Más allá de la información que se tiene sobre la violencia que habría sufrido, no tener familia ni en México ni en su natal Rusia es una circunstancia que ningún menor debería sufrir.

La madre adoptiva, quien supuestamente la sacó de Rusia por ser víctima de trata —sin que esto haya podido confirmarse hasta el momento—, acusa de la violencia sexual que Kristina vivió al novio de la joven, un muchacho también de nacionalidad rusa que fue reclutado para insertarse en las fuerzas que se enfrentan en la guerra contra Ucrania.
Es decir, no está localizable para rendir cuentas o para defenderse, cualquiera que sea el caso, pues Kristina solo ha señalado como su agresor a su hermanastro.
Fuentes cercanas a la investigación en la Fiscalía estatal refieren que Kristina habría manifestado en días recientes su intención de dejar de vivir en el DIFEM, sin embargo, no se adoptó ninguna medida para reforzar su seguridad.
Ahora, ante la fuga de la menor, el propio DIFEM procede contra sus servidores públicos para que se castigue a quien resulte responsable de la omisión que resultó en el escape de Kristina.
Muchas preguntas flotan en el aire
¿Por qué Marina Vladimirovna denunció el retiro de Kristina de su centro escolar el 10 septiembre pasado, cuando eso ocurrió en octubre de 2023? ¿Se puede hablar de secuestro cuando la propia madre adoptiva sabía que Kristina permaneció en el DIFEM todo este tiempo, hasta el pasado 28 de septiembre en que habría escapado? ¿Qué falló en el DIFEM para que Kristina no quisiera estar ahí, para que lograra la fuga? ¿Quién va a responder?
Como en toda historia, alguien puede estar mintiendo. ¿Quién miente, quién es inocente… quién culpable?
Y, sin embargo, hay una certeza en todo esto: Urge encontrarla.
De acuerdo con Red Lupa, plataforma digital que da seguimiento y vigilancia de la Ley General en materia de desaparición forzada de personas y desaparición cometida por particulares, en el Estado de México hay 5 mil mujeres desaparecidas.
Hasta el momento no hay rastro de la joven, salvo unas cartas que habría dejado a una amiga con quien compartió techo en el DIFEM que podrían ayudar a encontrarla.
La clave es este caso y en todos los de desaparición de menores que han sufrido algún tipo de vulneración a sus derechos, a su seguridad, es el tiempo.
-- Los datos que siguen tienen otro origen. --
//! End-to-end flows against the in-memory store: listing, selection,
//! deletion closures, uploads, and preview assembly.

use std::sync::Arc;

use async_trait::async_trait;
use media_vault::store::{ObjectEntry, ProgressSink};
use media_vault::{
    MediaLibrary, MemoryStore, NamingConfig, ObjectStore, Preview, Severity, StoreError,
    UploadTask, UploadTracker, VaultConfig,
};

fn init_tracing() {
    let _ = tracing_subscriber::fmt()
        .with_env_filter("media_vault=debug")
        .with_test_writer()
        .try_init();
}

fn config() -> VaultConfig {
    VaultConfig {
        bucket: "media".to_string(),
        region: Some("us-east-1".to_string()),
        prefix: "cases".to_string(),
        record_id: Some("rec1".to_string()),
        naming: NamingConfig::default(),
    }
}

fn seeded_store() -> MemoryStore {
    let mut store = MemoryStore::new();
    store.seed("cases/rec1/call.mp3", b"audio-bytes".to_vec());
    store.seed("cases/rec1/photo.jpg", b"image-bytes".to_vec());
    store.seed("cases/rec1/clip.mp4", b"video-bytes".to_vec());
    store.seed("cases/rec1/notes.txt", b"text".to_vec());
    store.seed(
        "cases/rec1/transcribed_files/call.mp3-transcribed.json",
        br#"{"results":{"items":[]}}"#.to_vec(),
    );
    store.seed(
        "cases/rec1/image_metadata/photo.jpg.json",
        br#"[{"Make":"Canon"}]"#.to_vec(),
    );
    store
}

#[tokio::test]
async fn catalog_hides_artifacts_and_sorts() {
    init_tracing();
    let store = Arc::new(seeded_store());
    let mut library = MediaLibrary::new(config(), Arc::clone(&store) as _).unwrap();
    assert!(library.refresh().await.is_empty());

    let names: Vec<&str> = library
        .catalog()
        .items()
        .iter()
        .map(|item| item.name.as_str())
        .collect();
    assert_eq!(names, vec!["call.mp3", "clip.mp4", "notes.txt", "photo.jpg"]);
}

#[tokio::test]
async fn deleting_audio_and_image_issues_six_key_union() {
    let store = Arc::new(seeded_store());
    let mut library = MediaLibrary::new(config(), Arc::clone(&store) as _).unwrap();
    library.refresh().await;

    library.catalog_mut().set_selected("cases/rec1/call.mp3", true);
    library.catalog_mut().set_selected("cases/rec1/photo.jpg", true);

    let keys = media_vault::build_deletion_keys(library.selected_items(), library.resolver());
    assert_eq!(keys.len(), 6);

    let notices = library.delete_selected().await;
    assert_eq!(notices.len(), 1);
    assert_eq!(notices[0].severity, Severity::Success);

    // Primaries and their produced artifacts are gone; unrelated files remain
    assert!(!store.contains("cases/rec1/call.mp3").await);
    assert!(!store.contains("cases/rec1/photo.jpg").await);
    assert!(!store
        .contains("cases/rec1/transcribed_files/call.mp3-transcribed.json")
        .await);
    assert!(!store.contains("cases/rec1/image_metadata/photo.jpg.json").await);
    assert!(store.contains("cases/rec1/clip.mp4").await);
    assert!(store.contains("cases/rec1/notes.txt").await);
}

#[tokio::test]
async fn upload_batch_rejects_bad_names_and_finishes() {
    let store = Arc::new(MemoryStore::new());
    let mut library = MediaLibrary::new(config(), Arc::clone(&store) as _).unwrap();

    let long_name = format!("{}.mp3", "x".repeat(1500));
    let plan = library.plan_uploads(vec!["interview take 1+2.mp3", long_name.as_str()]);

    assert_eq!(plan.tasks.len(), 1);
    assert_eq!(plan.tasks[0].name, "interview_take_1_2.mp3");
    // One info notice for the rename, one sticky error for the rejection
    assert_eq!(plan.notices.len(), 2);
    assert!(plan
        .notices
        .iter()
        .any(|n| n.severity == Severity::Error && n.sticky));

    let files: Vec<(UploadTask, Vec<u8>)> = plan
        .tasks
        .iter()
        .cloned()
        .map(|task| (task, b"audio-bytes".to_vec()))
        .collect();
    let mut tracker = UploadTracker::new(&plan.tasks);
    let mut events = library.start_uploads(files);
    while let Some(event) = events.recv().await {
        tracker.apply(&event);
        if tracker.all_finished() {
            break;
        }
    }
    assert!(tracker.files().iter().all(|f| f.succeeded));
    assert!(store.contains("cases/rec1/interview_take_1_2.mp3").await);

    // The fresh upload shows up on the next wholesale refresh
    library.refresh().await;
    assert_eq!(library.catalog().len(), 1);
}

#[tokio::test]
async fn preview_dispatches_by_kind() {
    let store = Arc::new(seeded_store());
    let mut library = MediaLibrary::new(config(), Arc::clone(&store) as _).unwrap();
    library.refresh().await;

    match library.open_preview("cases/rec1/call.mp3").await {
        Some(Preview::Media(preview)) => {
            assert!(preview.is_audio);
            assert!(preview.has_transcription);
        }
        other => panic!("expected media preview, got {:?}", other.is_some()),
    }

    match library.open_preview("cases/rec1/photo.jpg").await {
        Some(Preview::Image(preview)) => {
            assert!(preview.has_metadata);
            assert!(!preview.has_recognition);
            assert!(preview.coordinates.is_none());
        }
        other => panic!("expected image preview, got {:?}", other.is_some()),
    }

    assert!(library.open_preview("cases/rec1/notes.txt").await.is_none());
    assert!(library.open_preview("cases/rec1/ghost.mp3").await.is_none());
}

/// Store stub whose listing always fails, for the catastrophic-listing path
struct BrokenStore;

#[async_trait]
impl ObjectStore for BrokenStore {
    async fn list(&self, _prefix: &str) -> Result<Vec<ObjectEntry>, StoreError> {
        Err(StoreError::Transport("connection refused".to_string()))
    }

    async fn signed_url(&self, key: &str, _expires_secs: u64) -> Result<String, StoreError> {
        Ok(format!("broken://{}", key))
    }

    async fn get_object(&self, key: &str) -> Result<Vec<u8>, StoreError> {
        Err(StoreError::NotFound(key.to_string()))
    }

    async fn delete_objects(&self, _keys: &[String]) -> Result<(), StoreError> {
        Err(StoreError::Transport("connection refused".to_string()))
    }

    async fn put_object(
        &self,
        _key: &str,
        _body: Vec<u8>,
        _progress: ProgressSink,
    ) -> Result<(), StoreError> {
        Err(StoreError::Transport("connection refused".to_string()))
    }
}

#[tokio::test]
async fn listing_failure_leaves_catalog_empty_with_sticky_notice() {
    init_tracing();
    let mut library = MediaLibrary::new(config(), Arc::new(BrokenStore)).unwrap();
    let notices = library.refresh().await;

    assert_eq!(notices.len(), 1);
    assert_eq!(notices[0].severity, Severity::Error);
    assert!(notices[0].sticky);
    assert!(library.catalog().is_empty());
}

#[tokio::test]
async fn failed_uploads_report_failure_but_finish() {
    let library = MediaLibrary::new(config(), Arc::new(BrokenStore)).unwrap();
    let plan = library.plan_uploads(vec!["a.mp3"]);
    let files: Vec<(UploadTask, Vec<u8>)> = plan
        .tasks
        .iter()
        .cloned()
        .map(|task| (task, b"x".to_vec()))
        .collect();

    let mut tracker = UploadTracker::new(&plan.tasks);
    let mut events = library.start_uploads(files);
    let mut failure_notices = Vec::new();
    while let Some(event) = events.recv().await {
        if let Some(notice) = tracker.apply(&event) {
            failure_notices.push(notice);
        }
        if tracker.all_finished() {
            break;
        }
    }
    assert_eq!(failure_notices.len(), 1);
    assert!(!tracker.files()[0].succeeded);
}
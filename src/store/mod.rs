//! Abstract object-store boundary
//!
//! The core treats the store as a flat key-value blob store with a signed-URL
//! capability. Real transports (S3 and friends) implement [`ObjectStore`]
//! outside this crate; [`MemoryStore`] backs tests and demos.

use async_trait::async_trait;
use chrono::{DateTime, Utc};
use thiserror::Error;
use tokio::sync::mpsc;

pub mod memory;

pub use memory::MemoryStore;

/// Raw store record for one object
#[derive(Debug, Clone, PartialEq)]
pub struct ObjectEntry {
    /// Full object key
    pub key: String,
    /// Object size in bytes
    pub size: u64,
    /// Last modification time
    pub last_modified: DateTime<Utc>,
}

/// Object store failure taxonomy
#[derive(Debug, Error)]
pub enum StoreError {
    /// Requested object does not exist. Expected for derived artifacts that
    /// were never produced; callers treat this as "feature unavailable".
    #[error("Object not found: {0}")]
    NotFound(String),

    /// Transport or authorization failure
    #[error("Transport error: {0}")]
    Transport(String),
}

/// Byte-progress event for one in-flight upload
#[derive(Debug, Clone)]
pub struct ProgressEvent {
    /// Destination key of the upload this event belongs to
    pub key: String,
    pub loaded: u64,
    pub total: u64,
}

/// Optional channel a store implementation reports upload progress on
pub type ProgressSink = Option<mpsc::UnboundedSender<ProgressEvent>>;

/// Asynchronous blob store boundary.
///
/// All operations are non-blocking; the core's pure computations run in the
/// continuations of these calls.
#[async_trait]
pub trait ObjectStore: Send + Sync {
    /// List all objects whose key starts with `prefix`
    async fn list(&self, prefix: &str) -> Result<Vec<ObjectEntry>, StoreError>;

    /// Produce a time-limited, credential-free retrieval URL.
    ///
    /// Does not check existence; a URL for a missing object simply fails
    /// at retrieval time.
    async fn signed_url(&self, key: &str, expires_secs: u64) -> Result<String, StoreError>;

    /// Fetch an object's bytes
    async fn get_object(&self, key: &str) -> Result<Vec<u8>, StoreError>;

    /// Delete a batch of objects. Keys that do not exist are silently
    /// ignored; deletion closures routinely reference artifacts that were
    /// never produced.
    async fn delete_objects(&self, keys: &[String]) -> Result<(), StoreError>;

    /// Store an object, reporting byte progress on `progress` when given
    async fn put_object(
        &self,
        key: &str,
        body: Vec<u8>,
        progress: ProgressSink,
    ) -> Result<(), StoreError>;
}
//! Reconciliation outcomes, grouped per listing for reporting

use indexmap::IndexMap;

use crate::descriptor::artifact::ArtifactDescriptor;

/// Outcome classification for one artifact
#[derive(Debug, Clone, Copy, PartialEq, Eq)]
pub enum ReconcileStatus {
    /// the listing agrees with the authoritative record
    Match,
    /// the listing shows a different (or no) version
    VersionMismatch,
    /// version agrees but the listing date is outside the tolerance window
    DateMismatch,
    /// no row for this artifact in the listing
    NotFound,
    /// the authoritative record or the listing could not be fetched
    FetchError,
}

#[derive(Debug, Clone, PartialEq, Eq)]
pub struct ReconcileResult {
    pub descriptor: ArtifactDescriptor,
    pub authoritative_version: Option<String>,
    pub authoritative_date: Option<String>,
    pub listing_version: Option<String>,
    pub listing_date: Option<String>,
    pub status: ReconcileStatus,
}

/// Everything a run produced: per-listing groups in first-seen order,
/// each group in configuration order, plus flat error lines for version
/// mismatches.
#[derive(Debug, Default)]
pub struct ReconcileReport {
    pub by_listing: IndexMap<String, Vec<ReconcileResult>>,
    pub error_lines: Vec<String>,
}

impl ReconcileReport {
    pub(crate) fn push(&mut self, listing_url: &str, result: ReconcileResult) {
        self.by_listing
            .entry(listing_url.to_string())
            .or_default()
            .push(result);
    }

    pub(crate) fn record_error(&mut self, line: String) {
        self.error_lines.push(line);
    }

    /// All results in report order
    pub fn results(&self) -> impl Iterator<Item = &ReconcileResult> {
        self.by_listing.values().flatten()
    }

    /// Whether the run ended with hard failures: unsuppressed version
    /// mismatches or fetch errors
    pub fn has_failures(&self) -> bool {
        !self.error_lines.is_empty()
            || self
                .results()
                .any(|result| result.status == ReconcileStatus::FetchError)
    }
}
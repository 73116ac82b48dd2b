//! Lenient version parsing helpers

use semver::{Version, VersionReq};

/// Parse a version string, padding partial versions like "3" or "3.8"
/// and tolerating a leading `v`.
pub fn parse_lenient(version: &str) -> Option<Version> {
    let trimmed = version.strip_prefix('v').unwrap_or(version);
    let parts: Vec<&str> = trimmed.split('.').collect();
    let normalized = match parts.len() {
        1 => format!("{}.0.0", parts[0]),
        2 => format!("{}.{}.0", parts[0], parts[1]),
        _ => trimmed.to_string(),
    };
    Version::parse(&normalized).ok()
}

/// Highest version in `versions`, restricted to `constraint` when given.
/// Unparseable entries are skipped.
pub fn select_latest(versions: &[String], constraint: Option<&VersionReq>) -> Option<String> {
    versions
        .iter()
        .filter_map(|v| parse_lenient(v).map(|parsed| (v, parsed)))
        .filter(|(_, parsed)| constraint.is_none_or(|req| req.matches(parsed)))
        .max_by(|(_, a), (_, b)| a.cmp(b))
        .map(|(v, _)| v.clone())
}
El contrarreloj es el tirano y, a cada minuto, crece la urgencia de encontrarla.
Encontrarla a tiempo, encontrarla bien. Encontrarla para escucharla y ayudarle a estar mejor. Se lo debe el Estado, se lo debe la sociedad. Se lo debe la vida.
Lo último
La tarde de este 2 de octubre, Marina Vladimirovn acudió a instalaciones de la Fiscalía estatal, y ratificó a medios de comunicación que la abordaron su denuncia del secuestro de Kristina en octubre del 2023, asegurando que no le han dado ningún argumento de por qué la sustrajeron del colegio donde estudiaba. Asimismo, negó que la menor hubiese sido víctima de violencia sexual, contradiciendo la versión de la Fiscalía mexiquense.